Era uma vez um homem que tinha três filhas.
Eram todas muito amigas dele, mas havia uma que ele estimava mais.
Foi um dia à feira e perguntou às filhas o que é que elas queriam de lá. Uma delas disse:
– Um chapéu e umas botas!
A outra disse também:
– Um vestido e um xaile!
Mas a que ele estimava mais não lhe disse nada.
O homem, muito admirado, perguntou:
– Ó minha filha, tu não queres nada?
– Não quero nada, disse ela. Quero que meu pai tenha saúde!
– Tu hás-de também pedir uma coisa, seja o que for, que eu trago-ta! respondeu o pai.
Ela, para que o pai a deixasse, disse então:
– Quero que meu pai me traga um corte de goraz em campo verde.

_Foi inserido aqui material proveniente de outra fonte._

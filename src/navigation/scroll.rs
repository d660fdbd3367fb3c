//! Scroll-into-view for keyboard cursors.
//!
//! [`scroll_into_view`] computes the smallest scroll delta that brings a
//! target rectangle fully into view, treating sticky chrome (a table header
//! along the top, a row-number gutter along the left) as obstructing the
//! viewport. [`ScrollState`] tracks a clamped scroll position and applies
//! that delta.

use crate::geometry::{Offset, Region, Size};

// ---------------------------------------------------------------------------
// StickyInsets
// ---------------------------------------------------------------------------

/// Space covered by sticky chrome at the viewport's leading edges.
#[derive(Copy, Clone, Debug, Default, PartialEq, Eq, Hash)]
pub struct StickyInsets {
    /// Height of a sticky header.
    pub top: i32,
    /// Width of a sticky gutter.
    pub left: i32,
}

impl StickyInsets {
    pub const NONE: StickyInsets = StickyInsets { top: 0, left: 0 };

    pub const fn new(top: i32, left: i32) -> Self {
        Self { top, left }
    }
}

/// Minimal delta along one axis. The leading check wins when the target is
/// larger than the visible span, so its start edge stays visible.
fn axis_delta(start: i32, end: i32, visible_start: i32, visible_end: i32) -> i32 {
    if start < visible_start {
        start - visible_start
    } else if end > visible_end {
        end - visible_end
    } else {
        0
    }
}

/// The scroll delta that makes `target` fully visible in `viewport`.
///
/// Both rectangles are in content coordinates. Returns [`Offset::ZERO`] when
/// the target is already visible.
pub fn scroll_into_view(viewport: Region, target: Region, insets: StickyInsets) -> Offset {
    Offset::new(
        axis_delta(
            target.x,
            target.right(),
            viewport.x + insets.left,
            viewport.right(),
        ),
        axis_delta(
            target.y,
            target.bottom(),
            viewport.y + insets.top,
            viewport.bottom(),
        ),
    )
}

// ---------------------------------------------------------------------------
// ScrollState
// ---------------------------------------------------------------------------

/// Scroll position of a scrollable collection.
///
/// The offset is always clamped to `[0, content_size - viewport_size]`.
#[derive(Debug, Clone, PartialEq, Eq)]
pub struct ScrollState {
    pub offset: Offset,
    pub content_size: Size,
    pub viewport_size: Size,
}

impl ScrollState {
    /// Create a new scroll state with zero offset.
    pub fn new(content_size: Size, viewport_size: Size) -> Self {
        Self {
            offset: Offset::ZERO,
            content_size,
            viewport_size,
        }
    }

    /// The maximum scroll offset for each axis.
    pub fn max_scroll(&self) -> Offset {
        Offset::new(
            (self.content_size.width - self.viewport_size.width).max(0),
            (self.content_size.height - self.viewport_size.height).max(0),
        )
    }

    /// Scroll to an absolute position, clamping to valid range.
    pub fn scroll_to(&mut self, x: i32, y: i32) {
        let max = self.max_scroll();
        self.offset = Offset::new(x.clamp(0, max.x), y.clamp(0, max.y));
    }

    /// Scroll by a relative delta, clamping to valid range.
    pub fn scroll_by(&mut self, delta: Offset) {
        let target = self.offset + delta;
        self.scroll_to(target.x, target.y);
    }

    /// The currently visible region within the content.
    pub fn visible_region(&self) -> Region {
        Region::new(
            self.offset.x,
            self.offset.y,
            self.viewport_size.width,
            self.viewport_size.height,
        )
    }

    /// Scroll just enough to show `target`. Returns the delta actually
    /// applied, which may be smaller than requested near the content edges.
    pub fn reveal(&mut self, target: Region, insets: StickyInsets) -> Offset {
        let before = self.offset;
        let wanted = scroll_into_view(self.visible_region(), target, insets);
        if !wanted.is_zero() {
            self.scroll_by(wanted);
        }
        self.offset - before
    }

    /// Update the content size and re-clamp the offset.
    pub fn set_content_size(&mut self, size: Size) {
        self.content_size = size;
        self.scroll_to(self.offset.x, self.offset.y);
    }

    /// Update the viewport size and re-clamp the offset.
    pub fn set_viewport_size(&mut self, size: Size) {
        self.viewport_size = size;
        self.scroll_to(self.offset.x, self.offset.y);
    }
}

impl Default for ScrollState {
    fn default() -> Self {
        Self::new(Size::ZERO, Size::ZERO)
    }
}

// ===========================================================================
// Tests
// ===========================================================================
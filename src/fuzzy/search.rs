//! Ranking a collection against a query.

use serde::Deserialize;
use tracing::trace;

use super::score::score;

/// Search tuning.
#[derive(Debug, Clone, Copy, PartialEq, Deserialize)]
#[serde(default)]
pub struct FuzzyOptions {
    /// Minimum score to keep a match. Default `0.3`.
    pub threshold: f64,
    /// Maximum number of results. `None` keeps all.
    pub limit: Option<usize>,
    pub case_sensitive: bool,
}

impl FuzzyOptions {
    pub fn new() -> Self {
        Self::default()
    }

    pub fn with_threshold(mut self, threshold: f64) -> Self {
        self.threshold = threshold;
        self
    }

    pub fn with_limit(mut self, limit: usize) -> Self {
        self.limit = Some(limit);
        self
    }

    pub fn with_case_sensitive(mut self, case_sensitive: bool) -> Self {
        self.case_sensitive = case_sensitive;
        self
    }
}

impl Default for FuzzyOptions {
    fn default() -> Self {
        Self {
            threshold: 0.3,
            limit: None,
            case_sensitive: false,
        }
    }
}

/// One ranked result.
#[derive(Debug, Clone, PartialEq)]
pub struct FuzzyMatch<T> {
    pub item: T,
    pub score: f64,
    /// Char indices into the item's text.
    pub indices: Vec<usize>,
}

/// Rank `items` by how well `get_text(item)` matches `query`.
///
/// A query that is blank after trimming returns every item with score 1 in
/// original order. Otherwise items scoring below the threshold are dropped
/// and the rest are sorted by descending score; ties keep original order.
/// `limit` applies in both cases.
pub fn fuzzy_search<'a, T, F, S>(
    items: &'a [T],
    query: &str,
    get_text: F,
    options: &FuzzyOptions,
) -> Vec<FuzzyMatch<&'a T>>
where
    F: Fn(&'a T) -> S,
    S: AsRef<str>,
{
    let limit = options.limit.unwrap_or(usize::MAX);

    if query.trim().is_empty() {
        return items
            .iter()
            .take(limit)
            .map(|item| FuzzyMatch {
                item,
                score: 1.0,
                indices: Vec::new(),
            })
            .collect();
    }

    let mut matches: Vec<FuzzyMatch<&'a T>> = items
        .iter()
        .filter_map(|item| {
            let text = get_text(item);
            let scored = score(text.as_ref(), query, options.case_sensitive)?;
            trace!(text = text.as_ref(), score = scored.value, "fuzzy score");
            (scored.value >= options.threshold).then(|| FuzzyMatch {
                item,
                score: scored.value,
                indices: scored.indices,
            })
        })
        .collect();

    matches.sort_by(|a, b| b.score.total_cmp(&a.score));
    matches.truncate(limit);
    matches
}

/// Whether `text` matches `query` at or above the threshold.
pub fn fuzzy_match(text: &str, query: &str, options: &FuzzyOptions) -> bool {
    if query.trim().is_empty() {
        return true;
    }
    score(text, query, options.case_sensitive).is_some_and(|s| s.value >= options.threshold)
}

O homem foi para a feira, comprou todas as coisas que as filhas lhe tinham pedido, e não fazia senão procurar o corte de goraz em campo verde. Mas não o encontrou. Era coisa que não havia. Por isso vinha muito triste para casa, porque era a filha que ele mais estimava.
Quando vinha andando, aconteceu-lhe ver luzir uma luz no caminho, porque já era noite.
Foi andando, andando, até chegar àquela luz.
Era um pastor, que estava ali numa cabana. O homem chegou-se a ele e perguntou:
– Sabe-me dizer que palácio é aquele, e se me podiam dar agasalho!
O pastor respondeu muito admirado:
– Oh!, senhor, mas... naquele palácio não habita ninguém; aparece lá uma coisa, e todos têm medo de lá estar!
– Deixá-lo, disse o homem, não me hão-de comer, e como não tem ninguém, vou lá dormir esta noite!
Foi. Encontrou tudo iluminado e muito rico e, entrando mais para dentro, viu uma mesa posta. Quando se ia a chegar à mesa, ouviu uma voz dizer:
– Come e vai-te deitar naquela cama que ali está, e pela manhã levanta-te e leva o que está em cima daquela mesa, que é o que a tua filha te pediu, mas, ao fim de três dias, hás-de ma trazer aqui.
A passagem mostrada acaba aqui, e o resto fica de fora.